• Required work
Both the line with "if no listener" and the line with "async fn delete_on_collection_change_listener(&self, tag: &Tag)" in the records below must appear in the output, along with every line between them, exactly and with nothing added.
BEGIN The data
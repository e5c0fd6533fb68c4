//! The [`TypedStorage`] contract all domain-facing code programs against.

use std::sync::Arc;

use async_trait::async_trait;

use rook_registry::DomainObject;
use rook_types::{Key, Tag};

use crate::error::ClientResult;

/// Callback receiving the new value of one record.
pub type ValueListener<T> = Arc<dyn Fn(T) + Send + Sync>;

/// Callback receiving the full current collection of a root path.
pub type CollectionListener<T> = Arc<dyn Fn(Vec<T>) + Send + Sync>;

/// Asynchronous CRUD and change notification over one registered domain
/// type.
///
/// Listener semantics:
/// - At most one listener exists per `(key, tag)`; adding another under the
///   same pair replaces it, and the old callback never fires for changes
///   made after the replacement returned.
/// - A listener fires at least once after each change made while it is
///   active; extra firings are possible.
/// - Deleting a listener is best-effort: a notification already in flight
///   may still reach the old callback once.
#[async_trait]
pub trait TypedStorage<T: DomainObject>: Send + Sync {
    /// Read one record. Fails with `NotFound` if absent.
    async fn get_value(&self, key: &Key) -> ClientResult<T>;

    /// Read several records in order. Fails with `NotFound` if any one is
    /// absent; partial results are never returned.
    async fn get_values(&self, keys: &[Key]) -> ClientResult<Vec<T>>;

    /// Read every record under the root, ordered by key.
    async fn get_all_values(&self) -> ClientResult<Vec<T>>;

    /// Every key under the root, in order.
    async fn get_all_keys(&self) -> ClientResult<Vec<Key>>;

    async fn key_exists(&self, key: &Key) -> ClientResult<bool>;

    /// Create a record. Fails with `AlreadyExists` if the key is taken, in
    /// which case the existing record is untouched.
    async fn register_value(&self, value: &T) -> ClientResult<bool>;

    /// Modify an existing record. Fails with `NotFound` if absent; never
    /// creates.
    async fn update_value(&self, value: &T) -> ClientResult<bool>;

    /// Create or overwrite a record.
    async fn set_value(&self, value: &T) -> ClientResult<bool>;

    /// Delete a record. Returns `false` if there was nothing to delete.
    async fn remove_value(&self, key: &Key) -> ClientResult<bool>;

    /// Watch one record. Returns `false` if the key does not exist.
    async fn add_on_change_listener(
        &self,
        key: &Key,
        tag: Tag,
        callback: ValueListener<T>,
    ) -> ClientResult<bool>;

    /// Watch the whole root; the callback receives the full collection.
    async fn add_on_collection_change_listener(
        &self,
        tag: Tag,
        callback: CollectionListener<T>,
    ) -> ClientResult<bool>;

    /// Returns `false` if no listener existed for `(key, tag)`.
    async fn delete_on_change_listener(&self, key: &Key, tag: &Tag) -> ClientResult<bool>;

    /// Returns `false` if no collection listener existed for `tag`.
    async fn delete_on_collection_change_listener(&self, tag: &Tag) -> ClientResult<bool>;

    /// Detach every listener on `key`. Returns `false` if there were none.
    async fn delete_all_on_change_listeners(&self, key: &Key) -> ClientResult<bool>;

    /// Detach every collection listener. Returns `false` if there were none.
    async fn delete_all_on_collection_change_listeners(&self) -> ClientResult<bool>;

    /// Like [`get_value`](Self::get_value), mapping `NotFound` to `None`.
    async fn find_value(&self, key: &Key) -> ClientResult<Option<T>> {
        match self.get_value(key).await {
            Ok(value) => Ok(Some(value)),
            Err(e) if e.is_not_found() => Ok(None),
            Err(e) => Err(e),
        }
    }

    /// Remove the record stored under `value`'s key.
    async fn remove_entity(&self, value: &T) -> ClientResult<bool> {
        self.remove_value(&value.key()).await
    }

    /// [`add_on_change_listener`](Self::add_on_change_listener) taking a
    /// plain closure.
    async fn on_change<G, F>(&self, key: &Key, tag: G, callback: F) -> ClientResult<bool>
    where
        Self: Sized,
        G: Into<Tag> + Send,
        F: Fn(T) + Send + Sync + 'static,
    {
        self.add_on_change_listener(key, tag.into(), Arc::new(callback))
            .await
    }

    /// [`add_on_collection_change_listener`](Self::add_on_collection_change_listener)
    /// taking a plain closure.
    async fn on_collection_change<G, F>(&self, tag: G, callback: F) -> ClientResult<bool>
    where
        Self: Sized,
        G: Into<Tag> + Send,
        F: Fn(Vec<T>) + Send + Sync + 'static,
    {
        self.add_on_collection_change_listener(tag.into(), Arc::new(callback))
            .await
    }
}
END The data
• Response below
    /// Returns `false` if no listener existed for `(key, tag)`.
    async fn delete_on_change_listener(&self, key: &Key, tag: &Tag) -> ClientResult<bool>;

    /// Returns `false` if no collection listener existed for `tag`.
    async fn delete_on_collection_change_listener(&self, tag: &Tag) -> ClientResult<bool>;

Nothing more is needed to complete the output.